My Life as a Zucchini isn’t overly maudlin or emotionally manipulative. It’s just honest. One of my favorite aspects of the film is that (with very few exceptions) there are no real enemies driving its central conflicts. Life is just difficult. The foster system cares about ​these kids dearly, but they’re a little older than whom most families would be looking to adopt (Zucchini starts the film at age 9). There’s an older, would-be bully at the home who would serve as the antagonist in most versions of this story, but his transgressions don’t amount to much more than light ribbing (he calls Zucchini “Potato”) and he actually has more empathetic wisdom than most of the kids about how the system works & how they can best look after each other. Even when Zucchini looks back at living alone with his alcoholic, possibly violent mother, he reflects, “She drank a lot of beer, but she made good mashed potatoes and sometimes we had a lot of fun.” As dark as some of these kids’ backstories can be, My Life as a Zucchini often focuses on the “sometimes we had a lot of fun” end of that recollection and the movie balances out its real life gloom by celebrating the small victories and moments of levity that cut through its pint-sized characters’ emotional pain.

All things considered, this is a fairly traditional coming of age story, one that’s stop motion medium has a sort of twee sweetness to it that recalls things like the animated sequences of Taika Waititi’s debut Eagle vs. Shark. The orphans who populate the film indulge in small acts of vandalism, frequently erupt into juvenile sexual humor, cut loose at adorably safe-feeling late night dance parties, and navigate their first experiences with things like romantic crushes & hand holding. The movie itself can be adorable in the same way, whether depicting precious carnival ride miniatures & tiny crayon drawings or piles of empty beer cans complete with their own generic labels. For all of My Life as a Zucchini‘s instant appeal as an adorable object and a sweetly empathetic coming of age narrative, though, the movie often distinguishes itself in how it builds these charms on a foundation of real life emotional pain. When the inevitable sadness & boredom of life at this stop motion animated orphanage disrupts the playtime fantasy of the kids who populate it, the movie always chooses to slow down and let the ugly truth of that moment linger. It’s not always a pleasant experience, but it is a deeply rewarding one.

-Brandon Ledet

I Don’t Feel at Home in This World Anymore (2017)

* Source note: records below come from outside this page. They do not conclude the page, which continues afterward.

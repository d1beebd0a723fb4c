//! Simulation cores: the shared playfield, the two game engines and the
//! lifecycle machine that drives them.

pub mod field;
pub mod fsm;
pub mod pieces;
pub mod rng;
pub mod scoring;
pub mod snake;
pub mod snapshot;
pub mod tetris;

pub use field::Field;
pub use fsm::{GameCore, GameFsm};
pub use rng::{PieceBag, SimpleRng};
pub use snake::SnakeEngine;
pub use snapshot::GameSnapshot;
pub use tetris::TetrisEngine;
//! Terminal frontend: framebuffer, snapshot view, and renderer.

pub mod fb;
pub mod game_view;
pub mod renderer;

pub use fb::FrameBuffer;
pub use game_view::{GameView, Viewport};
pub use renderer::TerminalRenderer;
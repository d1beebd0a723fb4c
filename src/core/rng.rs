//! RNG module - deterministic randomness for both games.
//!
//! A small LCG (Numerical Recipes constants) keeps every game reproducible
//! from its seed: the Tetris 7-bag draws and Snake's apple placement both
//! run off it. Each bag contains one of each tetromino, shuffled; draws
//! empty the bag before a new one is generated.

use crate::types::PieceKind;

/// Simple LCG (Linear Congruential Generator) RNG.
#[derive(Debug, Clone)]
pub struct SimpleRng {
    state: u32,
}

impl SimpleRng {
    /// Create a new RNG with the given seed (0 is remapped to avoid a
    /// degenerate all-zero sequence).
    pub fn new(seed: u32) -> Self {
        let state = if seed == 0 { 1 } else { seed };
        Self { state }
    }

    /// Generate the next random u32.
    pub fn next_u32(&mut self) -> u32 {
        self.state = self.state.wrapping_mul(1664525).wrapping_add(1013904223);
        self.state
    }

    /// Generate a random value in `[0, max)`.
    pub fn next_range(&mut self, max: u32) -> u32 {
        self.next_u32() % max
    }

    /// Fisher-Yates shuffle.
    pub fn shuffle<T>(&mut self, slice: &mut [T]) {
        for i in (1..slice.len()).rev() {
            let j = self.next_range((i + 1) as u32) as usize;
            slice.swap(i, j);
        }
    }

    /// Current internal state (usable to restart with the same sequence).
    pub fn state(&self) -> u32 {
        self.state
    }
}

/// 7-bag tetromino generator.
#[derive(Debug, Clone)]
pub struct PieceBag {
    bag: [PieceKind; 7],
    index: usize,
    rng: SimpleRng,
}

impl PieceBag {
    pub fn new(seed: u32) -> Self {
        let mut bag = Self {
            bag: PieceKind::ALL,
            index: 0,
            rng: SimpleRng::new(seed),
        };
        bag.refill();
        bag
    }

    fn refill(&mut self) {
        self.bag = PieceKind::ALL;
        self.rng.shuffle(&mut self.bag);
        self.index = 0;
    }

    /// Draw the next piece, refilling and reshuffling when the bag empties.
    pub fn draw(&mut self) -> PieceKind {
        if self.index >= self.bag.len() {
            self.refill();
        }
        let piece = self.bag[self.index];
        self.index += 1;
        piece
    }

    /// Current RNG state.
    pub fn seed(&self) -> u32 {
        self.rng.state()
    }
}

impl Default for PieceBag {
    fn default() -> Self {
        Self::new(1)
    }
}
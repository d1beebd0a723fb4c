//! Scoring module - score tables and level/speed curves for both games.

use crate::types::{
    BASE_SPEED_MS, LINE_SCORES, MAX_LEVEL, MIN_SPEED_MS, SNAKE_POINTS_PER_LEVEL, SPEED_STEP_MS,
    TETRIS_POINTS_PER_LEVEL,
};

/// Points for clearing `rows` rows in a single lock (1..=4).
pub fn line_clear_score(rows: usize) -> u32 {
    if rows == 0 || rows >= LINE_SCORES.len() {
        return 0;
    }
    LINE_SCORES[rows]
}

/// Tetris level from the cumulative score: one step per 600 points,
/// clamped to the maximum.
pub fn tetris_level(score: u32) -> u32 {
    (1 + score / TETRIS_POINTS_PER_LEVEL).min(MAX_LEVEL)
}

/// Snake level from the cumulative score: one step per 5 apples,
/// clamped to the maximum.
pub fn snake_level(score: u32) -> u32 {
    (1 + score / SNAKE_POINTS_PER_LEVEL).min(MAX_LEVEL)
}

/// Tick interval in ms for a level: strictly decreasing step function with
/// a floor clamp.
pub fn speed_for_level(level: u32) -> u32 {
    let step = level.saturating_sub(1) * SPEED_STEP_MS;
    BASE_SPEED_MS.saturating_sub(step).max(MIN_SPEED_MS)
}
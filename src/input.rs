//! Keyboard mapping for terminal play.
//!
//! Terminals usually do not emit key release events, so the held-button
//! state (Snake's acceleration) is tracked with a timeout: a key press
//! refreshes the hold, and silence longer than the timeout releases it.

use crossterm::event::{KeyCode, KeyEvent, KeyModifiers};

use crate::types::UserAction;

/// Map a key event to a user action. Unbound keys yield `None`.
pub fn map_key_event(event: &KeyEvent) -> Option<UserAction> {
    match event.code {
        KeyCode::Enter => Some(UserAction::Start),
        KeyCode::Char('p') | KeyCode::Char('P') => Some(UserAction::Pause),
        KeyCode::Up | KeyCode::Char('w') | KeyCode::Char('W') => Some(UserAction::Up),
        KeyCode::Down | KeyCode::Char('s') | KeyCode::Char('S') => Some(UserAction::Down),
        KeyCode::Left | KeyCode::Char('a') | KeyCode::Char('A') => Some(UserAction::Left),
        KeyCode::Right | KeyCode::Char('d') | KeyCode::Char('D') => Some(UserAction::Right),
        KeyCode::Char(' ') => Some(UserAction::Action),
        _ => None,
    }
}

/// Whether the event asks to quit the program (mapped to Terminate).
pub fn should_quit(event: &KeyEvent) -> bool {
    match event.code {
        KeyCode::Char('q') | KeyCode::Char('Q') | KeyCode::Esc => true,
        KeyCode::Char('c') => event.modifiers.contains(KeyModifiers::CONTROL),
        _ => false,
    }
}

// Without release events a single tap would read as held forever; repeats
// from a genuinely held key arrive well inside this window.
const DEFAULT_HOLD_TIMEOUT_MS: u32 = 150;

/// Tracks whether the Action button is currently held.
#[derive(Debug, Clone)]
pub struct HoldTracker {
    held: bool,
    last_press: std::time::Instant,
    timeout_ms: u32,
}

impl HoldTracker {
    pub fn new() -> Self {
        Self::with_timeout_ms(DEFAULT_HOLD_TIMEOUT_MS)
    }

    pub fn with_timeout_ms(timeout_ms: u32) -> Self {
        Self {
            held: false,
            last_press: std::time::Instant::now(),
            timeout_ms,
        }
    }

    /// Record an Action press (initial or auto-repeat).
    pub fn press(&mut self) {
        self.held = true;
        self.last_press = std::time::Instant::now();
    }

    /// Current hold state, expiring stale presses.
    pub fn is_held(&mut self) -> bool {
        if self.held && self.last_press.elapsed().as_millis() as u32 > self.timeout_ms {
            self.held = false;
        }
        self.held
    }

    pub fn reset(&mut self) {
        self.held = false;
    }
}

impl Default for HoldTracker {
    fn default() -> Self {
        Self::new()
    }
}

#[cfg(test)]
mod tests {
    use super::*;
    use crossterm::event::KeyEventKind;

    fn key(code: KeyCode) -> KeyEvent {
        KeyEvent {
            code,
            modifiers: KeyModifiers::NONE,
            kind: KeyEventKind::Press,
            state: crossterm::event::KeyEventState::NONE,
        }
    }

    #[test]
    fn arrows_and_wasd_map_to_directions() {
        assert_eq!(map_key_event(&key(KeyCode::Up)), Some(UserAction::Up));
        assert_eq!(map_key_event(&key(KeyCode::Char('w'))), Some(UserAction::Up));
        assert_eq!(map_key_event(&key(KeyCode::Left)), Some(UserAction::Left));
        assert_eq!(
            map_key_event(&key(KeyCode::Char('d'))),
            Some(UserAction::Right)
        );
        assert_eq!(map_key_event(&key(KeyCode::Char('x'))), None);
    }

    #[test]
    fn enter_space_and_p_map_to_controls() {
        assert_eq!(map_key_event(&key(KeyCode::Enter)), Some(UserAction::Start));
        assert_eq!(
            map_key_event(&key(KeyCode::Char(' '))),
            Some(UserAction::Action)
        );
        assert_eq!(
            map_key_event(&key(KeyCode::Char('P'))),
            Some(UserAction::Pause)
        );
    }

    #[test]
    fn quit_keys_are_recognized() {
        assert!(should_quit(&key(KeyCode::Char('q'))));
        assert!(should_quit(&key(KeyCode::Esc)));
        assert!(!should_quit(&key(KeyCode::Char('c'))));

        let mut ctrl_c = key(KeyCode::Char('c'));
        ctrl_c.modifiers = KeyModifiers::CONTROL;
        assert!(should_quit(&ctrl_c));
    }

    #[test]
    fn hold_expires_after_the_timeout() {
        let mut tracker = HoldTracker::with_timeout_ms(50);
        assert!(!tracker.is_held());

        tracker.press();
        assert!(tracker.is_held());

        // Simulate a stale press by moving it into the past.
        tracker.last_press = std::time::Instant::now() - std::time::Duration::from_millis(51);
        assert!(!tracker.is_held());
    }

    #[test]
    fn reset_releases_immediately() {
        let mut tracker = HoldTracker::with_timeout_ms(10_000);
        tracker.press();
        tracker.reset();
        assert!(!tracker.is_held());
    }
}
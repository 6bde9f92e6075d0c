use clap::Parser;
use wasm_bindgen::prelude::*;

mod game;
mod scheduler;
mod surface;
mod utils;

#[derive(Parser, Debug)]
#[command(version, about, long_about = None)]
struct Args {
    /// What log level to use
    #[command(flatten)]
    verbose: clap_verbosity_flag::Verbosity,

    #[command(flatten)]
    game: game::GameProps,
}

#[wasm_bindgen(start)]
pub fn run_app() {
    use gloo::utils::{document, window};

    #[cfg(feature = "console_error_panic_hook")]
    {
        console_error_panic_hook::set_once();
    }

    let location_hash = window()
        .location()
        .hash()
        .unwrap_or_else(|_| "".to_string());

    let args = match Args::try_parse_from(location_hash.split(['#', '&'])) {
        Ok(args) => args,
        Err(err) => {
            gloo::console::warn!(format!("ignoring fragment args: {}", err));
            Args::parse_from([""])
        }
    };
    if let Some(log_level) = args.verbose.log_level() {
        if let Err(err) = console_log::init_with_level(log_level) {
            gloo::console::error!(format!("Error initializing logger: {}", err));
        }
    }
    log::debug!("seed: {:?}", args.game.seed);

    let Some(root) = document().get_element_by_id("game") else {
        log::error!("Could not find id=\"game\" element");
        return;
    };

    log::debug!("App started");
    yew::Renderer::<game::GameView>::with_root_and_props(root, args.game).render();
}
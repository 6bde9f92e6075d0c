/// Rendering collaborator driven by the game.
///
/// The game never reads anything back from the surface: panel text, the pressed look and the timer text are
/// pushed whenever they change.
pub trait DisplaySurface {
    type PanelHandle: Copy;

    /// Creates the visual cell for one panel. Called once per panel when the board is built.
    fn create_panel_surface(&mut self) -> Self::PanelHandle;

    fn set_panel_text(&mut self, panel: Self::PanelHandle, text: &str);

    fn set_panel_pressed(&mut self, panel: Self::PanelHandle, pressed: bool);

    fn set_timer_text(&mut self, text: &str);
}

Actor Macon Blair has made a name for himself in his two collaborations with up & coming filmmaker Jeremy Saulnier, Blue Ruin & Green Room, which has left him associated with a slick, low budget style of edge-of-your-seat thrillers. As a first time director in I Don’t Feel at Home in This World Anymore, Blair uses that reputation to his full advantage. He applies the same eye for real world detail and believably brutal bursts of unexpected violence that have distinguished Saulnier’s films to a refreshingly new genre context those two works only hint at: comedy. The violence in Macon Blair’s filmmaking debut is just as swift, brutal, and authentic as it feels in either Blue Ruin or Green Room, but is somehow adapted to a dark comedic tone that evokes howls of laughter instead of fits of nail-biting. Like a subdued, small scale version of The Nice Guys, I Don’t Feel at Home in This World Anymore finds a way to continuously surprise & delight, despite depicting realistic, out of left field brutality.

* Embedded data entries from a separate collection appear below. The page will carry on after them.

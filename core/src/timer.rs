use alloc::{format, string::String};
use core::time::Duration;
use serde::{Deserialize, Serialize};

/// Identity of one armed tick. Every scheduled tick gets a fresh id, so a late callback from a cancelled timer can
/// be told apart from the live one.
#[derive(Copy, Clone, Debug, PartialEq, Eq, Hash, Serialize, Deserialize)]
pub struct TickId(u64);

impl TickId {
    pub const fn get(self) -> u64 {
        self.0
    }
}

/// Host timer facility used to drive the elapsed time display.
///
/// `schedule` arms a one-shot callback. When it fires, the host must deliver it as
/// [`Game::tick`](crate::Game::tick) with the same id.
pub trait TickScheduler {
    type Handle;

    fn schedule(&mut self, tick: TickId, delay: Duration) -> Self::Handle;

    /// Must be a no-op for handles that already fired or were cancelled before.
    fn cancel(&mut self, handle: Self::Handle);
}

#[derive(Debug)]
pub(crate) struct ActiveTimer<H> {
    pub(crate) id: TickId,
    pub(crate) handle: H,
}

#[derive(Debug, Default)]
pub(crate) struct TickIdSource {
    next: u64,
}

impl TickIdSource {
    pub(crate) fn next_id(&mut self) -> TickId {
        let id = TickId(self.next);
        self.next = self.next.wrapping_add(1);
        id
    }
}

/// Formats elapsed time as seconds with two decimals, rounding to the nearest hundredth.
pub fn format_elapsed(elapsed: Duration) -> String {
    let hundredths = (elapsed.as_millis() + 5) / 10;
    format!("{}.{:02}", hundredths / 100, hundredths % 100)
}

#[cfg(test)]
mod tests {
    use super::*;

    #[test]
    fn format_elapsed_uses_hundredths() {
        assert_eq!(format_elapsed(Duration::ZERO), "0.00");
        assert_eq!(format_elapsed(Duration::from_millis(9)), "0.01");
        assert_eq!(format_elapsed(Duration::from_millis(1234)), "1.23");
        assert_eq!(format_elapsed(Duration::from_millis(1235)), "1.24");
        assert_eq!(format_elapsed(Duration::from_millis(61_000)), "61.00");
    }

    #[test]
    fn tick_ids_are_never_reused() {
        let mut source = TickIdSource::default();
        let first = source.next_id();
        let second = source.next_id();

        assert_ne!(first, second);
        assert_eq!(second.get(), first.get() + 1);
    }
}
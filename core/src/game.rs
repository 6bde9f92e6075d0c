use core::time::Duration;
use rand::{SeedableRng, rngs::SmallRng};
use serde::{Deserialize, Serialize};
use web_time::Instant;

use crate::*;
use crate::timer::{ActiveTimer, TickIdSource};

#[derive(Copy, Clone, Debug, PartialEq, Eq, Serialize, Deserialize)]
pub enum RoundState {
    Idle,
    Running,
    Complete,
}

impl RoundState {
    pub const fn is_running(self) -> bool {
        matches!(self, Self::Running)
    }

    pub const fn is_complete(self) -> bool {
        matches!(self, Self::Complete)
    }
}

impl Default for RoundState {
    fn default() -> Self {
        Self::Idle
    }
}

/// The whole puzzle: the board, the number that must be clicked next and the elapsed time display.
///
/// All inputs (start requests, panel clicks and fired ticks) are expected to run to completion one at a time.
pub struct Game<D: DisplaySurface, S: TickScheduler> {
    config: GameConfig,
    board: Board<D::PanelHandle>,
    display: D,
    scheduler: S,
    rng: SmallRng,
    expected_number: Option<Label>,
    round: u32,
    round_started_at: Option<Instant>,
    round_finished_at: Option<Instant>,
    active_timer: Option<ActiveTimer<S::Handle>>,
    tick_ids: TickIdSource,
}

impl<D: DisplaySurface, S: TickScheduler> Game<D, S> {
    pub fn new(config: GameConfig, mut display: D, scheduler: S) -> Self {
        let board = Board::new(&mut display);
        Self {
            config,
            board,
            display,
            scheduler,
            rng: SmallRng::seed_from_u64(config.seed),
            expected_number: None,
            round: 0,
            round_started_at: None,
            round_finished_at: None,
            active_timer: None,
            tick_ids: Default::default(),
        }
    }

    pub fn config(&self) -> &GameConfig {
        &self.config
    }

    pub fn board(&self) -> &Board<D::PanelHandle> {
        &self.board
    }

    pub fn display(&self) -> &D {
        &self.display
    }

    pub fn scheduler(&self) -> &S {
        &self.scheduler
    }

    pub fn expected_number(&self) -> Option<Label> {
        self.expected_number
    }

    /// Id of the tick currently armed, if any.
    pub fn active_timer(&self) -> Option<TickId> {
        self.active_timer.as_ref().map(|timer| timer.id)
    }

    /// Number of rounds started so far.
    pub fn round(&self) -> u32 {
        self.round
    }

    pub fn state(&self) -> RoundState {
        match self.expected_number {
            None => RoundState::Idle,
            Some(expected) if expected < TERMINAL_LABEL => RoundState::Running,
            Some(_) => RoundState::Complete,
        }
    }

    /// Time spent on the current round, frozen once it is complete.
    pub fn elapsed(&self, now: Instant) -> Option<Duration> {
        let started_at = self.round_started_at?;
        let until = self.round_finished_at.unwrap_or(now);
        Some(until.saturating_duration_since(started_at))
    }

    /// Exact time of the last finished round, measured up to its final click.
    pub fn final_time(&self) -> Option<Duration> {
        let started_at = self.round_started_at?;
        let finished_at = self.round_finished_at?;
        Some(finished_at.saturating_duration_since(started_at))
    }

    /// Begins a fresh round with a random arrangement, superseding any round in progress.
    pub fn start(&mut self, now: Instant) {
        self.stop_timer();
        let labels = self.board.activate(&mut self.rng, &mut self.display);
        log::debug!("dealt labels: {:?}", labels);
        self.begin_round(now);
    }

    /// Like [`start`](Self::start) but with a fixed arrangement. Nothing changes when `labels` is rejected.
    pub fn start_with_labels(&mut self, labels: [Label; PANEL_COUNT], now: Instant) -> Result<()> {
        if !is_permutation(&labels) {
            return Err(GameError::InvalidLabels);
        }

        self.stop_timer();
        self.board.activate_with(labels, &mut self.display)?;
        self.begin_round(now);
        Ok(())
    }

    fn begin_round(&mut self, now: Instant) {
        self.expected_number = Some(0);
        self.round = self.round.saturating_add(1);
        self.round_started_at = Some(now);
        self.round_finished_at = None;
        log::debug!("round {} started", self.round);
        self.run_timer(now);
    }

    /// Delivers a fired tick. Ticks that are not the armed one are dropped.
    pub fn tick(&mut self, id: TickId, now: Instant) -> TickOutcome {
        match &self.active_timer {
            Some(timer) if timer.id == id => {}
            _ => {
                log::trace!("stale tick {:?}", id);
                return TickOutcome::Stale;
            }
        }

        // fired, rearmed below while running
        self.active_timer = None;
        self.run_timer(now);
        TickOutcome::Rendered
    }

    fn run_timer(&mut self, now: Instant) {
        let Some(elapsed) = self.elapsed(now) else {
            return;
        };
        self.display.set_timer_text(&format_elapsed(elapsed));

        if self.state().is_running() {
            self.arm_timer();
        }
    }

    fn arm_timer(&mut self) {
        debug_assert!(self.active_timer.is_none(), "a tick is already armed");
        let id = self.tick_ids.next_id();
        let handle = self.scheduler.schedule(id, self.config.tick_interval);
        self.active_timer = Some(ActiveTimer { id, handle });
    }

    /// Handles a click on the panel at `index`.
    pub fn click(&mut self, index: PanelIndex, now: Instant) -> Result<ClickOutcome> {
        let expected = self.expected_number;
        let panel = self.board.panel_mut(index)?;

        if !panel.check(expected, &mut self.display) {
            log::trace!("ignored click on panel {} (expected {:?})", index, expected);
            return Ok(ClickOutcome::NoChange);
        }

        if self.advance_expected_number() < TERMINAL_LABEL {
            return Ok(ClickOutcome::Accepted);
        }

        self.round_finished_at = Some(now);
        self.stop_timer();
        if let Some(final_time) = self.final_time() {
            log::info!(
                "round {} complete in {}",
                self.round,
                format_elapsed(final_time)
            );
        }
        Ok(ClickOutcome::Completed)
    }

    /// Moves on to the next label and returns it.
    fn advance_expected_number(&mut self) -> Label {
        let next = self.expected_number.map_or(0, |expected| expected + 1);
        self.expected_number = Some(next);
        next
    }

    /// Cancels the armed tick. Calling it with nothing armed does nothing.
    pub fn stop_timer(&mut self) {
        if let Some(timer) = self.active_timer.take() {
            log::trace!("cancel tick {:?}", timer.id);
            self.scheduler.cancel(timer.handle);
        }
    }
}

Melanie Lynskey stars as an Average American Woman, seemingly milquetoast in every way except that she can’t let go of petty micro-aggressions. Book spoilers, untended dog poop, obnoxious car exhaust, getting cut off at the grocery store checkout: our modern day anti-hero is disgusted by a myriad of tiny displays of selfishness, rudeness, and greed. She declares, “Everyone is an asshole . . . and dildos.” This Falling Down style of railing against modernity finally breaks her psyche when her home is looted by lowlife meth addicts and the police show little to no interest in helping her retrieve her stolen things: a laptop, her grandmother’s antique silver, and (maybe most importantly) her mood stabilizing medication. This inspires her to embark on a vigilante mission along with a similarly self-righteous neighbor (Elijah Wood in some convincing metalhead Napoleon Dynamite cosplay) to take down the den of meth addict thieves herself. Antics ensue. Horrifically violent, exponentially snowballing antics.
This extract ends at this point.